A mother-daughter duo from Texas has been arrested on suspicion of conducting illegal butt injection operations nationwide.
The two men, identified as Consuelo Dal Bo, 56, and Isabella Dal Bo, 18, were arrested Wednesday in a sting operation in Houston. According to ABC13.
The two women thought they were meeting with a customer who had charged them $6,000 for an illegal procedure. They had just returned from California, where they were also conducting illegal business.
Mother and daughter plan to inject the undercover agent with an unlabeled brown liquid. According to court documents obtained by Fox 26.
The mother, a Texas-licensed cosmetologist, also allegedly offered the officer Xanax to calm him down before the procedure.
Officers then arrived at the scene and recovered bottles containing illegal injection drugs and medical equipment from a bag at the scene. Click2Houston reported.
Afterwards, they allegedly claimed they “didn’t even know what was in the bottle.”
The sting operation was led by the Houston Police Department’s Major Offenders Unit, the Food and Drug Administration, and the Department of Homeland Security.
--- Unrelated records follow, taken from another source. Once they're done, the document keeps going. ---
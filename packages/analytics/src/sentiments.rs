//! Averaging grouped tweets into sentiment tables.

use std::collections::BTreeMap;

use trends_analytics_models::SentimentDot;
use trends_sentiment::{SentimentLookup, analyze_tweet_sentiment};
use trends_sentiment_models::Sentiment;
use trends_source_models::Tweet;

use crate::RegionGroups;

/// Averages the sentiment of each group of tweets.
///
/// Tweets without a sentiment are ignored. A group with no scored tweets
/// gets no entry in the result, which is different from an entry of `0.0`.
pub fn average_sentiments<K, L>(groups: &BTreeMap<K, Vec<&Tweet>>, lookup: &L) -> BTreeMap<K, f64>
where
    K: Ord + Clone,
    L: SentimentLookup + ?Sized,
{
    groups
        .iter()
        .filter_map(|(key, tweets)| {
            let scores = tweets
                .iter()
                .map(|tweet| analyze_tweet_sentiment(tweet, lookup));
            Sentiment::average(scores)
                .as_option()
                .map(|average| (key.clone(), average))
        })
        .collect()
}

/// Returns the region with the most tweets and its tweet count.
///
/// Returns `None` when no region has any tweets. When two regions tie,
/// the first in name order wins.
#[must_use]
pub fn most_talkative_region<'a>(groups: &'a RegionGroups<'_>) -> Option<(&'a str, usize)> {
    let mut best: Option<(&str, usize)> = None;

    for (name, tweets) in groups {
        let count = tweets.len();
        if count == 0 {
            continue;
        }
        match best {
            Some((_, max)) if count <= max => {}
            _ => best = Some((name.as_str(), count)),
        }
    }

    best
}

/// Returns one dot per tweet that has a sentiment, in input order.
pub fn sentiment_dots<'a, I, L>(tweets: I, lookup: &L) -> Vec<SentimentDot>
where
    I: IntoIterator<Item = &'a Tweet>,
    L: SentimentLookup + ?Sized,
{
    tweets
        .into_iter()
        .filter_map(|tweet| {
            analyze_tweet_sentiment(tweet, lookup)
                .as_option()
                .map(|sentiment| SentimentDot {
                    position: tweet.position,
                    sentiment,
                })
        })
        .collect()
}
#![cfg_attr(feature = "fail-on-warnings", deny(warnings))]
#![warn(clippy::all, clippy::pedantic, clippy::nursery, clippy::cargo)]
#![allow(clippy::multiple_crate_versions, clippy::cargo_common_metadata)]

//! The canonical tweet record.
//!
//! Every tweet loader produces [`Tweet`] values, and the aggregation
//! pipeline consumes them without mutating them.

use chrono::NaiveDateTime;
use serde::{Deserialize, Serialize};
use trends_geography_models::Position;

/// A geotagged tweet.
///
/// The timestamp is local wall-clock time as recorded in the source data.
/// It may be absent when only text and location matter.
#[derive(Debug, Clone, PartialEq, Serialize, Deserialize)]
#[serde(rename_all = "camelCase")]
pub struct Tweet {
    /// Tweet text.
    pub text: String,
    /// When the tweet was posted.
    pub time: Option<NaiveDateTime>,
    /// Where the tweet was posted.
    pub position: Position,
}

impl Tweet {
    /// Creates a tweet from its text, time and coordinates.
    #[must_use]
    pub fn new(
        text: impl Into<String>,
        time: Option<NaiveDateTime>,
        latitude: f64,
        longitude: f64,
    ) -> Self {
        Self {
            text: text.into(),
            time,
            position: Position::new(latitude, longitude),
        }
    }
}

impl std::fmt::Display for Tweet {
    fn fmt(&self, f: &mut std::fmt::Formatter<'_>) -> std::fmt::Result {
        write!(f, "\"{}\" @ {}", self.text, self.position)
    }
}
The mother and daughter have now been charged with illegal drug activity, and the mother faces additional drug charges.
They were released on bond and are scheduled to appear in court on April 10, according to Click2Houston.
The FDA has long warned against the use of injectable dermal fillers for body contouring, saying they can lead to long-term pain, infection, serious injury, and even death. .
“Injectable silicone oil” [breaks] They break down into smaller particles throughout the body and can cause permanent damage and life-threatening complications such as stroke, embolism, and even death,” says Dr. Cosmetic, a certified cosmetic nurse at Perlman Plastic Surgery in New York. Lisa Vasquez says. told USA Today.
She added that injections are difficult to reverse, even for the most skilled plastic surgeons.
“Removal requires direct incision or ultrasound-assisted VASER liposuction. [which] Remove the injected silicone, silicone tumor, and scar tissue. But nothing can dissolve liquid silicone. ”
Granulomas, or clumps of white blood cells and other tissue, also need to be “surgically removed,” Vasquez added.
The FDA also says that because silicone doesn’t break down, it stays in the body forever.